[[ Input material, beginning ]]
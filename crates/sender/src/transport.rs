//! Transporte de broadcast – servidor WebSocket sem threads.
//!
//! Tudo acontece dentro de [`BroadcastTransport::pump_events`] e
//! [`BroadcastTransport::broadcast_text`], chamados pelo loop do serviço.
//! Listener, handshakes e clientes são não bloqueantes: um handshake
//! incompleto é retomado no próximo `pump_events` e descartado depois de
//! `handshake_timeout`.

use std::net::{SocketAddr, TcpListener, TcpStream};
use std::time::{Duration, Instant};
use tracing::{debug, info, warn};
use tungstenite::handshake::server::{NoCallback, ServerHandshake};
use tungstenite::handshake::{HandshakeError, MidHandshake};
use tungstenite::protocol::WebSocketConfig;
use tungstenite::{Message, WebSocket};

/// Handle de conexão: índice do slot ocupado pelo cliente.
pub type ClientId = u8;

/// Evento de ciclo de vida de uma conexão.
#[derive(Debug, Clone, Copy, PartialEq, Eq)]
pub enum ConnectionEvent {
    Connected,
    Disconnected,
}

/// Recebe eventos de conexão, de forma síncrona, dentro de `pump_events`.
pub trait ConnectionObserver {
    fn on_event(&mut self, client: ClientId, event: ConnectionEvent);
}

impl<F> ConnectionObserver for F
where
    F: FnMut(ClientId, ConnectionEvent),
{
    fn on_event(&mut self, client: ClientId, event: ConnectionEvent) {
        self(client, event)
    }
}

/// Erros do transporte.
#[derive(Debug, thiserror::Error)]
pub enum TransportError {
    #[error("Falha ao bind {addr}: {source}")]
    Bind {
        addr: String,
        source: std::io::Error,
    },

    #[error("Erro de I/O: {0}")]
    Io(#[from] std::io::Error),
}

/// Canal de texto multi-cliente consumido pelo serviço.
pub trait BroadcastTransport {
    /// Abre (ou reabre) o canal na porta indicada.
    fn open(&mut self, port: u16) -> Result<(), TransportError>;

    /// Fecha o canal e derruba todas as conexões.
    fn close(&mut self);

    /// Registra o observador de eventos, substituindo o anterior.
    fn on_connection_event(&mut self, observer: Box<dyn ConnectionObserver>);

    /// Processa conexões pendentes e entrega os eventos ao observador.
    fn pump_events(&mut self);

    /// Envia o texto a todas as conexões abertas. Retorna quantas receberam.
    fn broadcast_text(&mut self, payload: &str) -> usize;

    fn local_addr(&self) -> Option<SocketAddr>;
}

// ──────────────────────────────────────────────
// Servidor WebSocket
// ──────────────────────────────────────────────

/// Parâmetros do servidor.
#[derive(Debug, Clone)]
pub struct ServerOptions {
    pub bind_ip: String,
    pub max_clients: usize,
    pub handshake_timeout: Duration,
    /// Bytes ainda não enviados que um cliente pode acumular; acima disso
    /// os frames novos são descartados para ele
    pub max_backlog_bytes: usize,
}

impl Default for ServerOptions {
    fn default() -> Self {
        Self {
            bind_ip: "0.0.0.0".into(),
            max_clients: 5,
            handshake_timeout: Duration::from_millis(500),
            max_backlog_bytes: 64 * 1024,
        }
    }
}

type Handshake = MidHandshake<ServerHandshake<TcpStream, NoCallback>>;

/// Conexão aceita cujo upgrade HTTP ainda não terminou.
struct PendingHandshake {
    handshake: Handshake,
    peer: SocketAddr,
    started: Instant,
}

struct Client {
    ws: WebSocket<TcpStream>,
    peer: SocketAddr,
}

/// Servidor WebSocket baseado em `tungstenite`.
pub struct WsBroadcastServer {
    options: ServerOptions,
    listener: Option<TcpListener>,
    local_addr: Option<SocketAddr>,
    slots: Vec<Option<Client>>,
    handshakes: Vec<PendingHandshake>,
    observer: Option<Box<dyn ConnectionObserver>>,
    /// Eventos aguardando o próximo `pump_events`
    pending: Vec<(ClientId, ConnectionEvent)>,
}

impl WsBroadcastServer {
    pub fn new(options: ServerOptions) -> Self {
        let slots = (0..options.max_clients.min(ClientId::MAX as usize + 1))
            .map(|_| None)
            .collect();
        Self {
            options,
            listener: None,
            local_addr: None,
            slots,
            handshakes: Vec::new(),
            observer: None,
            pending: Vec::new(),
        }
    }

    /// Número de conexões abertas.
    pub fn client_count(&self) -> usize {
        self.slots.iter().filter(|c| c.is_some()).count()
    }

    /// Número de handshakes em andamento.
    pub fn handshake_count(&self) -> usize {
        self.handshakes.len()
    }

    fn ws_config(&self) -> WebSocketConfig {
        // Escrita imediata; o buffer só guarda o que o socket não aceitou
        let mut config = WebSocketConfig::default();
        config.write_buffer_size = 0;
        config.max_write_buffer_size = self.options.max_backlog_bytes.max(1);
        config
    }

    fn accept_pending(&mut self) {
        let Some(listener) = self.listener.as_ref() else {
            return;
        };

        let mut accepted = Vec::new();
        loop {
            match listener.accept() {
                Ok(conn) => accepted.push(conn),
                Err(ref e) if e.kind() == std::io::ErrorKind::WouldBlock => break,
                Err(e) => {
                    warn!("Erro ao aceitar conexão: {e}");
                    break;
                }
            }
        }

        for (stream, peer) in accepted {
            self.admit(stream, peer);
        }
    }

    /// Inicia o handshake. Handshakes em andamento contam no limite de
    /// clientes, então quem chega com tudo ocupado é recusado aqui.
    fn admit(&mut self, stream: TcpStream, peer: SocketAddr) {
        if self.client_count() + self.handshakes.len() >= self.slots.len() {
            warn!(
                "Conexão de {peer} recusada: limite de {} clientes",
                self.slots.len()
            );
            return;
        }

        if let Err(e) = stream.set_nonblocking(true) {
            warn!("Conexão de {peer} descartada: {e}");
            return;
        }
        let started = Instant::now();
        let result = tungstenite::accept_with_config(stream, Some(self.ws_config()));
        self.resolve_handshake(result, peer, started);
    }

    /// Retoma os handshakes interrompidos e descarta os que expiraram.
    fn advance_handshakes(&mut self) {
        let timeout = self.options.handshake_timeout;
        for pending in std::mem::take(&mut self.handshakes) {
            if pending.started.elapsed() >= timeout {
                warn!(
                    "Handshake com {} expirou após {} ms",
                    pending.peer,
                    timeout.as_millis()
                );
                continue;
            }
            let result = pending.handshake.handshake();
            self.resolve_handshake(result, pending.peer, pending.started);
        }
    }

    fn resolve_handshake(
        &mut self,
        result: Result<WebSocket<TcpStream>, HandshakeError<ServerHandshake<TcpStream, NoCallback>>>,
        peer: SocketAddr,
        started: Instant,
    ) {
        match result {
            Ok(ws) => self.install(ws, peer),
            Err(HandshakeError::Interrupted(handshake)) => self.handshakes.push(PendingHandshake {
                handshake,
                peer,
                started,
            }),
            Err(HandshakeError::Failure(e)) => warn!("Handshake com {peer} falhou: {e}"),
        }
    }

    fn install(&mut self, ws: WebSocket<TcpStream>, peer: SocketAddr) {
        let Some(slot) = self.slots.iter().position(Option::is_none) else {
            warn!("Sem slot livre para {peer}; conexão descartada");
            return;
        };
        debug!("Handshake com {peer} concluído (slot {slot})");
        self.slots[slot] = Some(Client { ws, peer });
        self.pending.push((slot as ClientId, ConnectionEvent::Connected));
    }

    fn poll_clients(&mut self) {
        for slot in 0..self.slots.len() {
            let Some(client) = self.slots[slot].as_mut() else {
                continue;
            };
            if !poll_client(client) {
                debug!("Cliente {slot} ({}) encerrou a conexão", client.peer);
                self.slots[slot] = None;
                self.pending
                    .push((slot as ClientId, ConnectionEvent::Disconnected));
            }
        }
    }

    fn dispatch(&mut self) {
        let events = std::mem::take(&mut self.pending);
        if let Some(observer) = self.observer.as_mut() {
            for (client, event) in events {
                observer.on_event(client, event);
            }
        }
    }
}

/// Lê tudo o que estiver disponível. `false` se a conexão terminou.
fn poll_client(client: &mut Client) -> bool {
    use tungstenite::Error;

    loop {
        match client.ws.read() {
            Ok(Message::Close(_)) => {
                // Envia a resposta de close já enfileirada pelo tungstenite
                let _ = client.ws.flush();
                return false;
            }
            Ok(Message::Text(text)) => debug!("Ignorando texto de {}: {text}", client.peer),
            Ok(_) => {}
            Err(Error::Io(ref e)) if e.kind() == std::io::ErrorKind::WouldBlock => return true,
            Err(Error::ConnectionClosed | Error::AlreadyClosed) => return false,
            Err(e) => {
                debug!("Erro de leitura de {}: {e}", client.peer);
                return false;
            }
        }
    }
}

impl BroadcastTransport for WsBroadcastServer {
    fn open(&mut self, port: u16) -> Result<(), TransportError> {
        if self.listener.is_some() {
            self.close();
        }

        let addr = format!("{}:{port}", self.options.bind_ip);
        let listener = TcpListener::bind(&addr).map_err(|source| TransportError::Bind {
            addr: addr.clone(),
            source,
        })?;
        listener.set_nonblocking(true)?;

        let local = listener.local_addr()?;
        info!("Servidor WebSocket escutando em {local}");
        self.local_addr = Some(local);
        self.listener = Some(listener);
        Ok(())
    }

    fn close(&mut self) {
        for slot in 0..self.slots.len() {
            if let Some(mut client) = self.slots[slot].take() {
                let _ = client.ws.close(None);
                let _ = client.ws.flush();
                self.pending
                    .push((slot as ClientId, ConnectionEvent::Disconnected));
            }
        }
        self.handshakes.clear();
        if let Some(addr) = self.local_addr.take() {
            info!("Servidor WebSocket em {addr} fechado");
        }
        self.listener = None;
    }

    fn on_connection_event(&mut self, observer: Box<dyn ConnectionObserver>) {
        self.observer = Some(observer);
    }

    fn pump_events(&mut self) {
        self.advance_handshakes();
        self.accept_pending();
        self.poll_clients();
        self.dispatch();
    }

    fn broadcast_text(&mut self, payload: &str) -> usize {
        use tungstenite::Error;

        let mut delivered = 0;
        for slot in 0..self.slots.len() {
            let Some(client) = self.slots[slot].as_mut() else {
                continue;
            };
            match client.ws.send(Message::Text(payload.to_owned())) {
                Ok(()) => delivered += 1,
                // Frame ficou no buffer de saída (limitado), vai no próximo flush
                Err(Error::Io(ref e)) if e.kind() == std::io::ErrorKind::WouldBlock => {
                    delivered += 1
                }
                Err(Error::WriteBufferFull(_)) => {
                    debug!("Cliente {slot} lento, frame descartado");
                }
                Err(e) => {
                    debug!("Falha ao enviar para cliente {slot} ({}): {e}", client.peer);
                    self.slots[slot] = None;
                    self.pending
                        .push((slot as ClientId, ConnectionEvent::Disconnected));
                }
            }
        }
        delivered
    }

    fn local_addr(&self) -> Option<SocketAddr> {
        self.local_addr
    }
}

// ──────────────────────────────────────────────
// Testes
// ──────────────────────────────────────────────
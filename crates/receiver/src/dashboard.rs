//! Painel de gráficos – App eframe/egui.
//!
//! Lista as chaves recebidas como checkboxes e plota o histórico das
//! selecionadas, em um gráfico (Single) ou um por chave (Multiple).

use crate::history::{ChartMode, KeyHistory};
use crate::log_view::{LineFormatter, LogFile};
use crate::net_thread::NetEvent;
use chrono::Local;
use crossbeam_channel::Receiver;
use egui::{Color32, RichText};
use egui_plot::{Legend, Line, Plot, PlotPoints};
use std::collections::HashSet;
use std::time::{Duration, Instant};
use tracing::{info, warn};

const PLOT_HEIGHT: f32 = 180.0;
const CONNECTED: Color32 = Color32::from_rgb(0, 255, 136);
const OFFLINE: Color32 = Color32::from_rgb(255, 80, 80);

/// Estado do painel.
pub struct ChartDashboard {
    rx: Receiver<NetEvent>,
    url: String,
    started: Instant,

    // Dados
    history: KeyHistory,
    frames: usize,
    last_frame: Option<Instant>,

    // Seleção
    checked: HashSet<String>,
    mode: ChartMode,

    // Status
    connected: bool,
    status: String,

    // Log em arquivo, com o mesmo formato do modo texto
    formatter: LineFormatter,
    log_file: Option<LogFile>,
}

impl ChartDashboard {
    pub fn new(
        rx: Receiver<NetEvent>,
        url: String,
        keys: Vec<String>,
        history_size: usize,
        log_file: Option<LogFile>,
    ) -> Self {
        Self {
            rx,
            status: format!("Conectando a {url}..."),
            url,
            started: Instant::now(),
            history: KeyHistory::new(history_size),
            frames: 0,
            last_frame: None,
            checked: keys.iter().cloned().collect(),
            mode: ChartMode::Multiple,
            connected: false,
            formatter: LineFormatter::new(keys),
            log_file,
        }
    }

    /// Drena os eventos pendentes da thread de rede.
    fn poll_network(&mut self) {
        while let Ok(event) = self.rx.try_recv() {
            match event {
                NetEvent::Connected => {
                    info!("Status: conectado");
                    self.connected = true;
                    self.status = format!("Conectado a {}", self.url);
                }
                NetEvent::Disconnected(reason) => {
                    warn!("Status: desconectado ({reason})");
                    self.connected = false;
                    self.status = format!("Desconectado ({reason})");
                }
                NetEvent::Frame(msg) => {
                    self.history
                        .push(self.started.elapsed().as_secs_f64(), &msg.samples);
                    self.frames += 1;
                    self.last_frame = Some(Instant::now());

                    if let Some(file) = self.log_file.as_mut() {
                        let lines = self.formatter.format(&Local::now().naive_local(), &msg);
                        if let Err(e) = file.append(&lines) {
                            warn!("Erro ao gravar log: {e}");
                        }
                    }
                }
            }
        }
    }

    /// Chaves marcadas, na ordem em que apareceram.
    fn selected(&self) -> Vec<String> {
        self.history
            .keys()
            .filter(|k| self.checked.contains(*k))
            .map(String::from)
            .collect()
    }

    fn render_keys(&mut self, ui: &mut egui::Ui) {
        ui.label(RichText::new("Chaves").strong().monospace());

        let keys: Vec<String> = self.history.keys().map(String::from).collect();
        if keys.is_empty() {
            ui.label(RichText::new("aguardando dados...").weak());
        }
        for key in keys {
            let mut on = self.checked.contains(&key);
            if ui.checkbox(&mut on, key.as_str()).changed() {
                if on {
                    self.checked.insert(key);
                } else {
                    self.checked.remove(&key);
                }
            }
        }

        ui.separator();
        ui.radio_value(&mut self.mode, ChartMode::Single, "Single Item");
        ui.radio_value(&mut self.mode, ChartMode::Multiple, "Multiple Items");
    }

    fn render_charts(&self, ui: &mut egui::Ui) {
        let selected = self.selected();
        let plotted = self.mode.plotted(&selected);
        if plotted.is_empty() {
            ui.label("Selecione ao menos uma chave.");
            return;
        }

        egui::ScrollArea::vertical().show(ui, |ui: &mut egui::Ui| {
            for key in plotted {
                self.plot_key(ui, key);
                ui.add_space(6.0);
            }
        });
    }

    fn plot_key(&self, ui: &mut egui::Ui, key: &str) {
        ui.label(RichText::new(key).monospace().size(12.0));

        let points: PlotPoints = self
            .history
            .points(key)
            .into_iter()
            .flatten()
            .copied()
            .collect();
        let line = Line::new(points).name(key).width(1.5);

        Plot::new(format!("plot_{key}"))
            .height(PLOT_HEIGHT)
            .legend(Legend::default())
            .x_axis_label("s")
            .allow_scroll(false)
            .show(ui, |plot_ui| {
                plot_ui.line(line);
            });
    }
}

impl eframe::App for ChartDashboard {
    fn update(&mut self, ctx: &egui::Context, _frame: &mut eframe::Frame) {
        self.poll_network();
        ctx.request_repaint_after(Duration::from_millis(100));

        ctx.input(|i: &egui::InputState| {
            if i.key_pressed(egui::Key::Q) || i.key_pressed(egui::Key::Escape) {
                ctx.send_viewport_cmd(egui::ViewportCommand::Close);
            }
        });

        egui::SidePanel::left("keys")
            .resizable(false)
            .show(ctx, |ui: &mut egui::Ui| self.render_keys(ui));

        egui::CentralPanel::default().show(ctx, |ui: &mut egui::Ui| {
            let color = if self.connected { CONNECTED } else { OFFLINE };
            let age = self
                .last_frame
                .map(|t| format!(" | último frame há {} ms", t.elapsed().as_millis()))
                .unwrap_or_default();
            ui.label(
                RichText::new(format!("● {} | {} frames{age}", self.status, self.frames))
                    .color(color)
                    .monospace(),
            );
            ui.separator();
            self.render_charts(ui);
        });
    }
}

/// Abre a janela e bloqueia até ela ser fechada.
pub fn run(dashboard: ChartDashboard) -> eframe::Result<()> {
    let options = eframe::NativeOptions {
        viewport: egui::ViewportBuilder::default()
            .with_title("LogTracer")
            .with_inner_size([1024.0, 640.0])
            .with_min_inner_size([640.0, 400.0]),
        ..Default::default()
    };

    eframe::run_native(
        "LogTracer",
        options,
        Box::new(move |_cc| Ok(Box::new(dashboard))),
    )
}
[[ Input material, end ]]
* What you should do:
Look through the entries above and quote exactly the lines from the line with "impl Default for" to the line with "let slots = (0..options.max_clients.min(ClientId::MAX", counting both of those lines.

* Task response:
impl Default for ServerOptions {
    fn default() -> Self {
        Self {
            bind_ip: "0.0.0.0".into(),
            max_clients: 5,
            handshake_timeout: Duration::from_millis(500),
            max_backlog_bytes: 64 * 1024,
        }
    }
}

type Handshake = MidHandshake<ServerHandshake<TcpStream, NoCallback>>;

/// Conexão aceita cujo upgrade HTTP ainda não terminou.
struct PendingHandshake {
    handshake: Handshake,
    peer: SocketAddr,
    started: Instant,
}

struct Client {
    ws: WebSocket<TcpStream>,
    peer: SocketAddr,
}

/// Servidor WebSocket baseado em `tungstenite`.
pub struct WsBroadcastServer {
    options: ServerOptions,
    listener: Option<TcpListener>,
    local_addr: Option<SocketAddr>,
    slots: Vec<Option<Client>>,
    handshakes: Vec<PendingHandshake>,
    observer: Option<Box<dyn ConnectionObserver>>,
    /// Eventos aguardando o próximo `pump_events`
    pending: Vec<(ClientId, ConnectionEvent)>,
}

impl WsBroadcastServer {
    pub fn new(options: ServerOptions) -> Self {
        let slots = (0..options.max_clients.min(ClientId::MAX as usize + 1))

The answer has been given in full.